▸ The task
Write out the records once more, exactly as given.

Entries taken from a collection

◇ ◇ ◇

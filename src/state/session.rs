/// Session state for the upload/result cycle
///
/// The four loose fields (image ref, label, loading flag, payload) are
/// collapsed into one tagged phase so impossible combinations (loading
/// with a stale result still set) cannot be represented. A monotonic
/// request token guards against overlapping uploads: only the most recently
/// dispatched request may write its outcome back.
use std::path::{Path, PathBuf};

use serde_json::Value;

use crate::api::{Analysis, Verdict};

/// Where the current upload cycle stands.
#[derive(Debug, Clone)]
pub enum Phase {
    /// Nothing uploaded yet (or state freshly cleared)
    Idle,
    /// A request is in flight; no result is visible
    Loading,
    /// The endpoint answered and the payload was decoded
    Succeeded { verdict: Verdict, payload: Value },
    /// The request failed; `message` is the user-facing line
    Failed { message: String },
}

/// Identifies one dispatched request. Tokens are handed out in issue order
/// and only the newest one is allowed to complete the session.
#[derive(Debug, Clone, Copy, PartialEq, Eq)]
pub struct RequestToken(u64);

/// In-memory state for the lifetime of the window. Never persisted.
#[derive(Debug)]
pub struct Session {
    /// The currently previewed image, if any
    selected_image: Option<PathBuf>,
    /// Current position in the upload state machine
    phase: Phase,
    /// Count of requests dispatched so far (token source)
    issued: u64,
    /// Token of the request whose outcome we are waiting for
    active: Option<RequestToken>,
}

impl Session {
    pub fn new() -> Self {
        Session {
            selected_image: None,
            phase: Phase::Idle,
            issued: 0,
            active: None,
        }
    }

    /// Start a new upload cycle for `path`.
    ///
    /// Clears any previous result and payload before the request goes out,
    /// marks the session loading, and issues the token the caller must hand
    /// back in `finish_upload`. A token issued earlier becomes stale the
    /// moment this returns.
    pub fn begin_upload(&mut self, path: PathBuf) -> RequestToken {
        self.selected_image = Some(path);
        self.phase = Phase::Loading;

        self.issued += 1;
        let token = RequestToken(self.issued);
        self.active = Some(token);
        token
    }

    /// Record the outcome of a dispatched request.
    ///
    /// Returns false (leaving state untouched) when `token` is not the
    /// active one: the response belongs to an upload that has since been
    /// superseded, or to a cycle that already completed.
    pub fn finish_upload(
        &mut self,
        token: RequestToken,
        outcome: Result<Analysis, String>,
    ) -> bool {
        if self.active != Some(token) {
            return false;
        }
        self.active = None;

        self.phase = match outcome {
            Ok(analysis) => Phase::Succeeded {
                verdict: analysis.verdict,
                payload: analysis.payload,
            },
            Err(message) => Phase::Failed { message },
        };
        true
    }

    /// True strictly between request dispatch and the accepted outcome
    pub fn is_loading(&self) -> bool {
        matches!(self.phase, Phase::Loading)
    }

    pub fn phase(&self) -> &Phase {
        &self.phase
    }

    pub fn selected_image(&self) -> Option<&Path> {
        self.selected_image.as_deref()
    }

    /// The text line summarizing the outcome, if the cycle has one
    pub fn result_label(&self) -> Option<String> {
        match &self.phase {
            Phase::Idle | Phase::Loading => None,
            Phase::Succeeded { verdict, .. } => Some(verdict.to_string()),
            Phase::Failed { message } => Some(message.clone()),
        }
    }

    /// The decoded response body of a successful cycle
    pub fn raw_payload(&self) -> Option<&Value> {
        match &self.phase {
            Phase::Succeeded { payload, .. } => Some(payload),
            _ => None,
        }
    }
}

impl Default for Session {
    fn default() -> Self {
        Self::new()
    }
}

#[cfg(test)]
mod tests {
    use super::*;
    use serde_json::json;

    fn analysis(payload: Value) -> Analysis {
        Analysis {
            verdict: Verdict::from_payload(&payload),
            payload,
        }
    }

    #[test]
    fn test_new_session_is_empty() {
        let session = Session::new();
        assert!(!session.is_loading());
        assert!(session.selected_image().is_none());
        assert!(session.result_label().is_none());
        assert!(session.raw_payload().is_none());
    }

    #[test]
    fn test_begin_upload_sets_loading_and_clears_nothing_visible() {
        let mut session = Session::new();
        session.begin_upload(PathBuf::from("cat.png"));

        assert!(session.is_loading());
        assert_eq!(
            session.selected_image(),
            Some(Path::new("cat.png"))
        );
        assert!(session.result_label().is_none());
        assert!(session.raw_payload().is_none());
    }

    #[test]
    fn test_successful_cycle() {
        let mut session = Session::new();
        let token = session.begin_upload(PathBuf::from("cat.png"));

        let payload = json!({ "description": "This is a real image of a cat." });
        assert!(session.finish_upload(token, Ok(analysis(payload))));

        assert!(!session.is_loading());
        assert_eq!(session.result_label().as_deref(), Some("Image is real"));
        assert_eq!(
            session.raw_payload().unwrap()["description"],
            "This is a real image of a cat."
        );
    }

    #[test]
    fn test_failed_cycle_keeps_no_payload() {
        let mut session = Session::new();
        let token = session.begin_upload(PathBuf::from("cat.png"));

        assert!(session.finish_upload(token, Err("Server Error: 500".to_string())));

        assert!(!session.is_loading());
        assert_eq!(session.result_label().as_deref(), Some("Server Error: 500"));
        assert!(session.raw_payload().is_none());
    }

    #[test]
    fn test_new_upload_clears_previous_result_before_resolving() {
        let mut session = Session::new();
        let token = session.begin_upload(PathBuf::from("a.png"));
        session.finish_upload(token, Ok(analysis(json!({ "description": "This is a real image" }))));
        assert!(session.result_label().is_some());

        // Dropping the next file wipes the old verdict and payload
        session.begin_upload(PathBuf::from("b.png"));
        assert!(session.is_loading());
        assert!(session.result_label().is_none());
        assert!(session.raw_payload().is_none());
    }

    #[test]
    fn test_stale_response_is_discarded() {
        let mut session = Session::new();
        let first = session.begin_upload(PathBuf::from("a.png"));
        let second = session.begin_upload(PathBuf::from("b.png"));

        // The superseded request resolves first; nothing may change
        assert!(!session.finish_upload(first, Err("Error: timed out".to_string())));
        assert!(session.is_loading());
        assert!(session.result_label().is_none());

        // The active request lands normally
        let payload = json!({ "description": "Deepfake Detected." });
        assert!(session.finish_upload(second, Ok(analysis(payload))));
        assert_eq!(session.result_label().as_deref(), Some("Deepfake detected"));
    }

    #[test]
    fn test_stale_response_after_completion_is_discarded() {
        let mut session = Session::new();
        let first = session.begin_upload(PathBuf::from("a.png"));
        let second = session.begin_upload(PathBuf::from("b.png"));

        assert!(session.finish_upload(second, Err("Error: refused".to_string())));

        // The older request finally resolves; the settled outcome stays
        assert!(!session.finish_upload(first, Ok(analysis(json!({})))));
        assert_eq!(session.result_label().as_deref(), Some("Error: refused"));
    }

    #[test]
    fn test_double_completion_is_rejected() {
        let mut session = Session::new();
        let token = session.begin_upload(PathBuf::from("a.png"));

        assert!(session.finish_upload(token, Ok(analysis(json!({})))));
        assert!(!session.finish_upload(token, Err("Error: again".to_string())));
        assert_eq!(
            session.result_label().as_deref(),
            Some("Unexpected API response.")
        );
    }
}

◇ ◇ ◇

▸ Solution to this task
filename src/state/session.rs
/// Session state for the upload/result cycle
///
/// The four loose fields (image ref, label, loading flag, payload) are
/// collapsed into one tagged phase so impossible combinations (loading
/// with a stale result still set) cannot be represented. A monotonic
/// request token guards against overlapping uploads: only the most recently
/// dispatched request may write its outcome back.
use std::path::{Path, PathBuf};

use serde_json::Value;

use crate::api::{Analysis, Verdict};

/// Where the current upload cycle stands.
#[derive(Debug, Clone)]
pub enum Phase {
    /// Nothing uploaded yet (or state freshly cleared)
    Idle,
    /// A request is in flight; no result is visible
    Loading,
    /// The endpoint answered and the payload was decoded
    Succeeded { verdict: Verdict, payload: Value },
    /// The request failed; `message` is the user-facing line
    Failed { message: String },
}

/// Identifies one dispatched request. Tokens are handed out in issue order
/// and only the newest one is allowed to complete the session.
#[derive(Debug, Clone, Copy, PartialEq, Eq)]
pub struct RequestToken(u64);

/// In-memory state for the lifetime of the window. Never persisted.
#[derive(Debug)]
pub struct Session {
    /// The currently previewed image, if any
    selected_image: Option<PathBuf>,
    /// Current position in the upload state machine
    phase: Phase,
    /// Count of requests dispatched so far (token source)
    issued: u64,
    /// Token of the request whose outcome we are waiting for
    active: Option<RequestToken>,
}

impl Session {
    pub fn new() -> Self {
        Session {
            selected_image: None,
            phase: Phase::Idle,
            issued: 0,
            active: None,
        }
    }

    /// Start a new upload cycle for `path`.
    ///
    /// Clears any previous result and payload before the request goes out,
    /// marks the session loading, and issues the token the caller must hand
    /// back in `finish_upload`. A token issued earlier becomes stale the
    /// moment this returns.
    pub fn begin_upload(&mut self, path: PathBuf) -> RequestToken {
        self.selected_image = Some(path);
        self.phase = Phase::Loading;

        self.issued += 1;
        let token = RequestToken(self.issued);
        self.active = Some(token);
        token
    }

    /// Record the outcome of a dispatched request.
    ///
    /// Returns false (leaving state untouched) when `token` is not the
    /// active one: the response belongs to an upload that has since been
    /// superseded, or to a cycle that already completed.
    pub fn finish_upload(
        &mut self,
        token: RequestToken,
        outcome: Result<Analysis, String>,
    ) -> bool {
        if self.active != Some(token) {
            return false;
        }
        self.active = None;

        self.phase = match outcome {
            Ok(analysis) => Phase::Succeeded {
                verdict: analysis.verdict,
                payload: analysis.payload,
            },
            Err(message) => Phase::Failed { message },
        };
        true
    }

    /// True strictly between request dispatch and the accepted outcome
    pub fn is_loading(&self) -> bool {
        matches!(self.phase, Phase::Loading)
    }

    pub fn phase(&self) -> &Phase {
        &self.phase
    }

    pub fn selected_image(&self) -> Option<&Path> {
        self.selected_image.as_deref()
    }

    /// The text line summarizing the outcome, if the cycle has one
    pub fn result_label(&self) -> Option<String> {
        match &self.phase {
            Phase::Idle | Phase::Loading => None,
            Phase::Succeeded { verdict, .. } => Some(verdict.to_string()),
            Phase::Failed { message } => Some(message.clone()),
        }
    }

    /// The decoded response body of a successful cycle
    pub fn raw_payload(&self) -> Option<&Value> {
        match &self.phase {
            Phase::Succeeded { payload, .. } => Some(payload),
            _ => None,
        }
    }
}

impl Default for Session {
    fn default() -> Self {
        Self::new()
    }
}

#[cfg(test)]
mod tests {
    use super::*;
    use serde_json::json;

    fn analysis(payload: Value) -> Analysis {
        Analysis {
            verdict: Verdict::from_payload(&payload),
            payload,
        }
    }

    #[test]
    fn test_new_session_is_empty() {
        let session = Session::new();
        assert!(!session.is_loading());
        assert!(session.selected_image().is_none());
        assert!(session.result_label().is_none());
        assert!(session.raw_payload().is_none());
    }

    #[test]
    fn test_begin_upload_sets_loading_and_clears_nothing_visible() {
        let mut session = Session::new();
        session.begin_upload(PathBuf::from("cat.png"));

        assert!(session.is_loading());
        assert_eq!(
            session.selected_image(),
            Some(Path::new("cat.png"))
        );
        assert!(session.result_label().is_none());
        assert!(session.raw_payload().is_none());
    }

    #[test]
    fn test_successful_cycle() {
        let mut session = Session::new();
        let token = session.begin_upload(PathBuf::from("cat.png"));

        let payload = json!({ "description": "This is a real image of a cat." });
        assert!(session.finish_upload(token, Ok(analysis(payload))));

        assert!(!session.is_loading());
        assert_eq!(session.result_label().as_deref(), Some("Image is real"));
        assert_eq!(
            session.raw_payload().unwrap()["description"],
            "This is a real image of a cat."
        );
    }

    #[test]
    fn test_failed_cycle_keeps_no_payload() {
        let mut session = Session::new();
        let token = session.begin_upload(PathBuf::from("cat.png"));

        assert!(session.finish_upload(token, Err("Server Error: 500".to_string())));

        assert!(!session.is_loading());
        assert_eq!(session.result_label().as_deref(), Some("Server Error: 500"));
        assert!(session.raw_payload().is_none());
    }

    #[test]
    fn test_new_upload_clears_previous_result_before_resolving() {
        let mut session = Session::new();
        let token = session.begin_upload(PathBuf::from("a.png"));
        session.finish_upload(token, Ok(analysis(json!({ "description": "This is a real image" }))));
        assert!(session.result_label().is_some());

        // Dropping the next file wipes the old verdict and payload
        session.begin_upload(PathBuf::from("b.png"));
        assert!(session.is_loading());
        assert!(session.result_label().is_none());
        assert!(session.raw_payload().is_none());
    }

    #[test]
    fn test_stale_response_is_discarded() {
        let mut session = Session::new();
        let first = session.begin_upload(PathBuf::from("a.png"));
        let second = session.begin_upload(PathBuf::from("b.png"));

        // The superseded request resolves first; nothing may change
        assert!(!session.finish_upload(first, Err("Error: timed out".to_string())));
        assert!(session.is_loading());
        assert!(session.result_label().is_none());

        // The active request lands normally
        let payload = json!({ "description": "Deepfake Detected." });
        assert!(session.finish_upload(second, Ok(analysis(payload))));
        assert_eq!(session.result_label().as_deref(), Some("Deepfake detected"));
    }

    #[test]
    fn test_stale_response_after_completion_is_discarded() {
        let mut session = Session::new();
        let first = session.begin_upload(PathBuf::from("a.png"));
        let second = session.begin_upload(PathBuf::from("b.png"));

        assert!(session.finish_upload(second, Err("Error: refused".to_string())));

        // The older request finally resolves; the settled outcome stays
        assert!(!session.finish_upload(first, Ok(analysis(json!({})))));
        assert_eq!(session.result_label().as_deref(), Some("Error: refused"));
    }

    #[test]
    fn test_double_completion_is_rejected() {
        let mut session = Session::new();
        let token = session.begin_upload(PathBuf::from("a.png"));

        assert!(session.finish_upload(token, Ok(analysis(json!({})))));
        assert!(!session.finish_upload(token, Err("Error: again".to_string())));
        assert_eq!(
            session.result_label().as_deref(),
            Some("Unexpected API response.")
        );
    }
}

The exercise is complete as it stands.